Postby florian » Mon Oct 19, 2015 5:26 pm

ericseipel wrote:If I layout all cameras side by side and forego the 16gu space for a pixel consistent one, then due to the different heights of the actual real world screens, objects appear to grow when they are on the outboard screens. Conversely, when staying in the 16gu space, the objects shrink when moved to the outboard screens. I would like to load background graphics that contain all three content areas in one file, and just span it across the four cameras on each server. Maybe just split everything into 3 files for each scene and be done with it.

You are correct the 3560 is to keep the vesa timing happy, technically I would need the card to spit out 3550x1080 and thats not a legal resolution. I have the 2 datapaths set up to throw away 10 pixels each, the first 10 for PB output 1 and and the last 10 from PB output 2 (just like a center justified blend in an encore). So not a typo.

Center screen overlaps are 289, not alot, but doable.


3550? Sounds like you're doing your Data doubling on the Datapath boxes. If you add 2 extra cameras you can compose 2 full 1920x1080 raster feeds side by side in each output, double-sample in PB, and then do your split in the datapaths down the middle without any weird scanning math to complicate things. That being said, if you're happy with it and it works I guess you probably don't need to fix it.

I think I'm still having a little bit of a hard time figuring out exactly what your solution strategy is. Here's what I'm gathering: You want PB to create an INTERNAL relationship between the physical set dimensions and it's Pixel-oriented-workflow, pixel space? If yes, then the issue is that you have a higher pixel density on some of your targets than others.

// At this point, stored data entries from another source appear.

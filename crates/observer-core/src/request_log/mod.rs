//! Per-request step logging.
//!
//! One [`RequestLog`] is created by the outermost layer of every request. Each
//! layer registers a named step on it, the controller records the final
//! response and level, and the finished [`BaseLog`] is written once to a
//! [`LogSink`].
//!
//! ```rust
//! use observer_core::request_log::{LogLevel, RequestLog};
//!
//! let log = RequestLog::create("req-1");
//! let step = log.start_step("GET_USER_BY_ID").unwrap();
//! log.set_level(LogLevel::Info).unwrap();
//! step.stop();
//!
//! let record = log.finish().unwrap();
//! assert_eq!(record.steps().len(), 1);
//! assert!(!log.is_active());
//! ```

mod base_log;
mod sink;
mod step;

pub use base_log::{BaseLog, LogLevel, NamedStep, RequestLog, StepTimer};
pub use sink::{JsonFileLogSink, LogSink, MemoryLogSink, TracingLogSink};
pub use step::{describe_error, StepLog};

There's a few ways you could deal with it: spliting and pre-scaling everything is certainly one option, but I'm getting the impression that you'd probably rather change the global sampling setting somehow so that media is globally scaled to look uniform, and is interpreted properly using PB's 16 GE units for 1920px convention. Have you tried adjusting the Resolution on the side cameras? For example, if you use a multiplier that reflects the pixel density variance between your screens and stay in a pixel oriented workflow, Pandora should just scale your media for you. Try setting your side *cameras* from 1920x1080 to 2494x1404. This does mean that you are undersampling your side screen media, and that it will be anti-aliased more. You could achieve similar results by adjusting the FOV of the cameras instead, but if you want to be math-y about it this makes it a bit quicker.